Le fait que la marque découle directement d’un besoin grandissant chez les femmes : celui de porter une lingerie confortable et féminine qui respecte à la fois leur corps et la planète. Ce besoin je le partage avec les centaines de femmes que j’ai eu la chance d’interroger et qui font aujourd’hui partie de la communauté Nissé (600 femmes que je remercie pour le soutien qu’elles m’apportent au quotidien). C’est avec elles, et pour elles, que je construis la marque et les produits.
Quelles sont les prochaines étapes ?
Aujourd’hui la première collection a été développée, les prototypes ont été validés. Je travaille actuellement sur le lancement d’une campagne de financement participative et sur la construction de l’e-shop. Il y’a aussi le premier talk Nissé qui arrive dans quelques mois : un concept intimiste, bienveillant et 100 % féminin. Le thème sera « un corps, deux regards » ou il s’agira, à l’aide d’exercices ludiques, de libérer la parole sur le rapport au corps à travers « deux regards » : le nôtre et celui de la société. Ce sera également l’occasion de présenter en exclusivité à la communauté les premières pièces de la collection Nissé.
Idéalement, comment vous projetez-vous à horizon dix ans ?
Dans 10 ans j’aimerais que Nissé soit rentré dans la garde-robe des Françaises comme synonyme d’une lingerie confortable, élégante et respectueuse. J’aimerais avoir sensibilisé un maximum de femmes sur ces questions de santé publique, leur avoir permis de prendre conscience de leur singularité. J’aimerais également avoir lancé de nouvelles gammes, dont deux qui me sont particulièrement chères : une ligne maternité et enfant.
Lorsqu’on entreprend, qu’est-ce qui est le plus difficile ?
Ce qui a été le plus difficile à gérer c’est la solitude des débuts. On commence souvent un projet seul, sans boussole ou mode d’emploi sur comment se lancer. Et très clairement, seul on est souvent très limité. Pour pallier cela, j’ai très vite cherché à m’entourer d’autres entrepreneurs et à intégrer cet écosystème pour bénéficier de « l’émulation de groupe ». En janvier 2020 j’ai intégré les Déterminés, extraordinaire association qui accompagne les jeunes issus des quartiers dans leur projet entrepreneurial. Cela m’a permis d’avancer plus vite et plus sereinement sur mon projet, et clairement se sentir entourée c’est inestimable !

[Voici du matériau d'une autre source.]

//! Raw MIDI byte stream to owned events.
//!
//! Parsing is midly's [`MidiStream`]: running status, real-time bytes in
//! the middle of other messages and SysEx reassembly all happen there.
//! This wrapper only turns its borrowed events into [`MidiEvent`]s and
//! closes system common messages as soon as their data is in.

use core::fmt;

use midly::live::LiveEvent;
use midly::stream::MidiStream;

use super::MidiEvent;
use crate::config::SYSEX_BUFFER_SIZE;

midly::stack_buffer! {
    /// Message being assembled. One byte larger than the SysEx payload we
    /// keep, so an overlong SysEx is still seen whole and refused.
    struct StreamBuffer([u8; SYSEX_BUFFER_SIZE + 1]);
}

/// Stateful byte-level MIDI reader.
pub struct MidiReader {
    stream: MidiStream<StreamBuffer>,
    /// Open system common message: status and data bytes seen so far.
    common: Option<(u8, usize)>,
}

impl MidiReader {
    pub fn new() -> Self {
        Self {
            stream: MidiStream::with_buffer(StreamBuffer::new()),
            common: None,
        }
    }

    /// Feed one byte, handing every message it completes to `handle_ev`.
    ///
    /// A byte completes at most two messages: a status byte can close the
    /// message before it and be a one-byte message itself.
    pub fn feed(&mut self, byte: u8, mut handle_ev: impl FnMut(MidiEvent)) {
        self.stream.feed(&[byte], |live| deliver(live, &mut handle_ev));

        // A raw stream ends system common messages at the next status
        // byte. BLE-MIDI never splits them, so do not wait for one.
        self.track_common(byte);
        if self.common_complete() {
            self.common = None;
            self.stream.flush(|live| deliver(live, &mut handle_ev));
        }
    }

    fn track_common(&mut self, byte: u8) {
        match byte {
            0x00..=0x7F => {
                if let Some((_, seen)) = &mut self.common {
                    *seen += 1;
                }
            }
            0xF8..=0xFF => {}
            0xF1..=0xF6 => self.common = Some((byte, 0)),
            _ => self.common = None,
        }
    }

    fn common_complete(&self) -> bool {
        matches!(
            self.common,
            Some((0xF1 | 0xF3, 1)) | Some((0xF2, 2)) | Some((0xF4..=0xF6, _))
        )
    }
}

impl Default for MidiReader {
    fn default() -> Self {
        Self::new()
    }
}

impl fmt::Debug for MidiReader {
    fn fmt(&self, f: &mut fmt::Formatter<'_>) -> fmt::Result {
        f.debug_struct("MidiReader")
            .field("common", &self.common)
            .finish_non_exhaustive()
    }
}

fn deliver(live: LiveEvent<'_>, handle_ev: &mut impl FnMut(MidiEvent)) {
    if let Some(event) = MidiEvent::from_live(live) {
        handle_ev(event);
    }
}

#[cfg(test)]
mod tests {
    use super::*;
    use crate::midi::{u14, SysExData, SystemCommon, SystemRealtime};

    fn read_all(bytes: &[u8]) -> Vec<MidiEvent> {
        let mut reader = MidiReader::new();
        let mut events = Vec::new();
        for &byte in bytes {
            reader.feed(byte, |ev| events.push(ev));
        }
        events
    }

    fn sysex(payload: &[u8]) -> MidiEvent {
        let mut data = SysExData::new();
        data.extend_from_slice(payload).unwrap();
        MidiEvent::SysEx(data)
    }

    #[test]
    fn note_on_completes_on_last_data_byte() {
        let mut reader = MidiReader::new();
        let mut events = Vec::new();
        for byte in [0x90, 0x3C] {
            reader.feed(byte, |ev| events.push(ev));
        }
        assert!(events.is_empty());
        reader.feed(0x7F, |ev| events.push(ev));
        assert_eq!(events, vec![MidiEvent::note_on(0, 0x3C, 0x7F)]);
    }

    #[test]
    fn running_status_reuses_previous_status() {
        assert_eq!(
            read_all(&[0x91, 0x3C, 0x7F, 0x3E, 0x40, 0x40, 0x00]),
            vec![
                MidiEvent::note_on(1, 0x3C, 0x7F),
                MidiEvent::note_on(1, 0x3E, 0x40),
                MidiEvent::note_on(1, 0x40, 0x00),
            ]
        );
    }

    #[test]
    fn realtime_does_not_break_running_message() {
        assert_eq!(
            read_all(&[0xB0, 0x07, 0xF8, 0x64]),
            vec![
                MidiEvent::Realtime(SystemRealtime::TimingClock),
                MidiEvent::control_change(0, 0x07, 0x64),
            ]
        );
    }

    #[test]
    fn data_without_status_is_ignored() {
        assert!(read_all(&[0x3C, 0x7F]).is_empty());
    }

    #[test]
    fn system_common_is_delivered_without_waiting() {
        assert_eq!(
            read_all(&[0xF2, 0x10, 0x02]),
            vec![MidiEvent::Common(SystemCommon::SongPosition(u14::new(
                0x10 | 0x02 << 7
            )))]
        );
        assert_eq!(
            read_all(&[0xF6]),
            vec![MidiEvent::Common(SystemCommon::TuneRequest)]
        );
    }

    #[test]
    fn system_common_clears_running_status() {
        assert_eq!(
            read_all(&[0x90, 0x3C, 0x7F, 0xF6, 0x3C, 0x7F]),
            vec![
                MidiEvent::note_on(0, 0x3C, 0x7F),
                MidiEvent::Common(SystemCommon::TuneRequest),
            ]
        );
    }

    #[test]
    fn sysex_is_reassembled() {
        assert_eq!(
            read_all(&[0xF0, 0x7E, 0x7F, 0x06, 0x01, 0xF7]),
            vec![sysex(&[0x7E, 0x7F, 0x06, 0x01])]
        );
    }

    #[test]
    fn realtime_inside_sysex() {
        assert_eq!(
            read_all(&[0xF0, 0x01, 0xF8, 0x02, 0xF7]),
            vec![
                MidiEvent::Realtime(SystemRealtime::TimingClock),
                sysex(&[0x01, 0x02]),
            ]
        );
    }

    #[test]
    fn oversized_sysex_is_dropped() {
        let mut bytes = vec![0xF0];
        bytes.extend(core::iter::repeat(0x11).take(SYSEX_BUFFER_SIZE + 8));
        bytes.push(0xF7);
        bytes.extend_from_slice(&[0x90, 0x3C, 0x7F]);
        assert_eq!(read_all(&bytes), vec![MidiEvent::note_on(0, 0x3C, 0x7F)]);
    }
}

Quels conseils auriez-vous envie de donner aux jeunes femmes qui veulent se lancer ?
D’écouter sa petite voix intérieure qui nous pousse. De se faire confiance et de ne pas attendre la validation des autres pour y aller, c’est souvent dans l’action que les opportunités se dessinent. Il est important de savoir s’entourer, de personnes bienveillantes qui sauront vous tirer vers le haut et vous faire « accoucher » du meilleur qui est en vous. Enfin je dirais, de ne surtout pas se décourager par le temps qu’un projet peut prendre pour voir le jour, ou par la quantité d’efforts à fournir : le plus important est d’avancer, chaque pas, minime-soit-il vous rapproche de votre objectif.
Qu’est-ce qui fait à vos yeux un bon projet entrepreneurial ?
Pour moi il y a trois paramètres indissociables : la personne, le besoin auquel le projet répond et l’exécution. Si les trois sont réunis c’est déjà une base solide pour se lancer ! Tout part de l’individu et de son alignement avec le projet, on parle souvent du fameux « why » de Simon Sinek. Pour moi, le « why » c’est ce qui va créer la première étincelle pour se lancer et qui va devenir par la suite un réel moteur. L’idée, quant à elle, ne se suffit pas à elle-même : elle doit répondre à un besoin réel et être transformée en réalité grâce à l’exécution.